Mind you, my SO’s family has been incredibly supportive and loving throughout this entire process. They are the COMPLETE opposite of my family. While the only main “expectation” my SO’s mom has is that we do it through the church, she has also voiced that she just cares about our happiness and that however we do it…she will be fine with. As long as him and I are together, well, and happy.

BellaB's avatar

Can you continue to maintain contact with your father without your mother being involved?

If so, I’d think about letting him know that you’re getting married (if that is the decision you and your partner have made) and asking him if his offer to host something would extend to hosting a small family reception a few weeks after the wedding. If so, he can arrange that – you can attend, and if other family wants to attend, it’s good.

Accept that families aren’t always good for each other and sometimes we have to detach ourselves from people who are not good for us.

Aubs427's avatar

@BellaB More than likely not, to answer your question. My dad will more than likely share it with my mom and regardless of the point. If I take his offer, it’s my mom’s side of the family my fiance would be meeting, not his. My dad doesn’t have any living family anymore. His dad died when he was 1–2 years old. His mom passed when I was super young. So, when I’m referring to “meet the rest of the family”... It means the rest of my mom’s side of the family (Her brothers/sisters/their kids).

BellaB's avatar

@Aubs427 , I think in that case, I’d suggest you proceed with your plans with your fiance. Elope or have a small wedding with just his immediate family. Make it personal, comfortable and meaningful for the two of you.

Contact with family isn’t always healthy for us. There’s no obligation to like or love someone simply because they’re related. Both love and friendship are earned.

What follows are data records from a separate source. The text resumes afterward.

//! Encoding and decoding of the canvas text format.

use std::fs;
use std::path::Path as FsPath;
use std::str::FromStr;

use tracing::{debug, warn};

use crate::error::{AcoError, Result};
use crate::models::{Canvas, TownId};

/// Serializes towns and paths of `canvas`.
///
/// # Examples
///
/// ```
/// use ant_colony::models::Canvas;
/// use ant_colony::persistence::to_persisted_string;
///
/// let mut canvas = Canvas::new();
/// canvas.add_town(0, 0);
/// canvas.add_town(64, 0);
/// assert_eq!(to_persisted_string(&canvas), "0;0;Town 1\n64;0;Town 2\n0;1;1;1\n");
/// ```
pub fn to_persisted_string(canvas: &Canvas) -> String {
    let mut out = String::new();
    for town in canvas.towns() {
        out.push_str(&format!("{};{};{}\n", town.x(), town.y(), town.name()));
    }
    for path in canvas.paths() {
        let (Some(a), Some(b)) = (
            canvas.town_index(path.town_a()),
            canvas.town_index(path.town_b()),
        ) else {
            continue;
        };
        out.push_str(&format!("{};{};{};{}\n", a, b, path.distance(), path.trail()));
    }
    out
}

/// Replaces the contents of `canvas` with the towns and paths in `text`.
///
/// The canvas is cleared first. Town lines create towns through
/// [`Canvas::add_town`], so with `fill_paths` on the graph is completed as
/// it loads. A path line sets the distance of the path between the two
/// referenced towns, creating the path if the canvas has none. A distance
/// equal to the position-derived one stays derived. Lines with any other
/// field count are skipped.
///
/// On error the canvas keeps whatever was loaded before the faulty line.
pub fn load_str(canvas: &mut Canvas, text: &str) -> Result<()> {
    canvas.clear();
    let mut towns: Vec<TownId> = Vec::new();

    for (i, raw) in text.lines().enumerate() {
        let line_no = i + 1;
        let line = raw.trim_end_matches('\r');
        if line.trim().is_empty() {
            continue;
        }
        let fields: Vec<&str> = line.split(';').collect();
        match fields.as_slice() {
            [x, y, name] => {
                let x: i32 = parse_field(x, line_no, "x")?;
                let y: i32 = parse_field(y, line_no, "y")?;
                let id = canvas.add_town(x, y);
                canvas.set_town_name(id, name);
                towns.push(id);
            }
            [a, b, distance, _trail] => {
                let a = town_at(&towns, parse_field(a, line_no, "town index")?, line_no)?;
                let b = town_at(&towns, parse_field(b, line_no, "town index")?, line_no)?;
                let distance: f64 = parse_field(distance, line_no, "distance")?;
                let Some(id) = canvas.ensure_path(a, b) else {
                    return Err(AcoError::Parse {
                        line: line_no,
                        message: "path endpoints must differ".into(),
                    });
                };
                let derived = canvas.path(id).map(|p| p.distance());
                if derived != Some(distance) {
                    canvas.set_path_distance(id, distance);
                }
            }
            _ => warn!(line = line_no, fields = fields.len(), "skipping unrecognized line"),
        }
    }

    debug!(towns = canvas.town_count(), paths = canvas.path_count(), "canvas loaded");
    Ok(())
}

/// Writes `canvas` to a file.
pub fn save_to(canvas: &Canvas, path: impl AsRef<FsPath>) -> Result<()> {
    fs::write(path.as_ref(), to_persisted_string(canvas))?;
    debug!(file = %path.as_ref().display(), "canvas saved");
    Ok(())
}

/// Replaces the contents of `canvas` with a file written by [`save_to`].
pub fn load_from(canvas: &mut Canvas, path: impl AsRef<FsPath>) -> Result<()> {
    let text = fs::read_to_string(path.as_ref())?;
    load_str(canvas, &text)
}

fn parse_field<T: FromStr>(field: &str, line: usize, what: &str) -> Result<T> {
    field.trim().parse().map_err(|_| AcoError::Parse {
        line,
        message: format!("invalid {what} '{field}'"),
    })
}

fn town_at(towns: &[TownId], index: usize, line: usize) -> Result<TownId> {
    towns
        .get(index)
        .copied()
        .ok_or(AcoError::TownIndex { line, index })
}
//! Simulation configuration.

use serde::{Deserialize, Serialize};

use crate::colony::Parameters;
use crate::error::{AcoError, Result};
use crate::models::{DEFAULT_INITIAL_TAU, DEFAULT_TOWN_SIZE};

/// Everything needed to set up an [`Aco`](crate::simulation::Aco):
/// algorithm parameters, canvas settings and an optional random seed.
///
/// Every field has a default, so partial JSON documents are accepted.
///
/// # Examples
///
/// ```
/// use ant_colony::config::Config;
/// use ant_colony::colony::PheromoneRule;
///
/// let config = Config::from_json(r#"{
///     "parameters": { "ant_count": 12, "rule": "ant_quantity" },
///     "fill_paths": false,
///     "seed": 42
/// }"#).unwrap();
///
/// assert_eq!(config.parameters.ant_count, 12);
/// assert_eq!(config.parameters.rule, PheromoneRule::AntQuantity);
/// assert_eq!(config.initial_tau, 1.0);
/// assert_eq!(config.seed, Some(42));
/// ```
#[derive(Debug, Clone, PartialEq, Serialize, Deserialize)]
#[serde(default)]
pub struct Config {
    /// Colony parameters.
    pub parameters: Parameters,
    /// Hit-test radius for town picking.
    pub town_size: i32,
    /// Pheromone floor.
    pub initial_tau: f64,
    /// Connect every new town to all existing towns.
    pub fill_paths: bool,
    /// Seed for the random source; `None` seeds from the OS.
    pub seed: Option<u64>,
}

impl Default for Config {
    fn default() -> Self {
        Self {
            parameters: Parameters::default(),
            town_size: DEFAULT_TOWN_SIZE,
            initial_tau: DEFAULT_INITIAL_TAU,
            fill_paths: true,
            seed: None,
        }
    }
}

impl Config {
    /// Parses and validates a JSON document.
    pub fn from_json(json: &str) -> Result<Self> {
        let config: Config = serde_json::from_str(json)?;
        config.validate()?;
        Ok(config)
    }

    /// Serializes to pretty-printed JSON.
    pub fn to_json(&self) -> Result<String> {
        Ok(serde_json::to_string_pretty(self)?)
    }

    /// Sets the colony parameters.
    pub fn with_parameters(mut self, parameters: Parameters) -> Self {
        self.parameters = parameters;
        self
    }

    /// Sets the pheromone floor.
    pub fn with_initial_tau(mut self, initial_tau: f64) -> Self {
        self.initial_tau = initial_tau;
        self
    }

    /// Sets the path auto-fill mode.
    pub fn with_fill_paths(mut self, fill_paths: bool) -> Self {
        self.fill_paths = fill_paths;
        self
    }

    /// Sets the hit-test radius.
    pub fn with_town_size(mut self, town_size: i32) -> Self {
        self.town_size = town_size;
        self
    }

    /// Fixes the random seed.
    pub fn with_seed(mut self, seed: u64) -> Self {
        self.seed = Some(seed);
        self
    }

    /// Checks parameter ranges and a positive, finite trail floor.
    pub fn validate(&self) -> Result<()> {
        self.parameters.validate()?;
        if !self.initial_tau.is_finite() || self.initial_tau <= 0.0 {
            return Err(AcoError::Config(format!(
                "initial_tau must be positive, got {}",
                self.initial_tau
            )));
        }
        if self.town_size <= 0 {
            return Err(AcoError::Config(format!(
                "town_size must be positive, got {}",
                self.town_size
            )));
        }
        Ok(())
    }
}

Take joy in the new family you will be creating with your partner.

BellaB's avatar

oh and the small reception I was suggesting could have just been you, your partner, your father and your partner’s parents. I meant small. If that’s beyond what your dad could manage without involving your mother, I really would skip your father’s involvement in your marriage/future life.

Aubs427's avatar

@BellaB I understand and thank you for your insight. :)

JLeslie's avatar

They are willing to meet your SO. That’s the first step. Do that step first. See how it goes.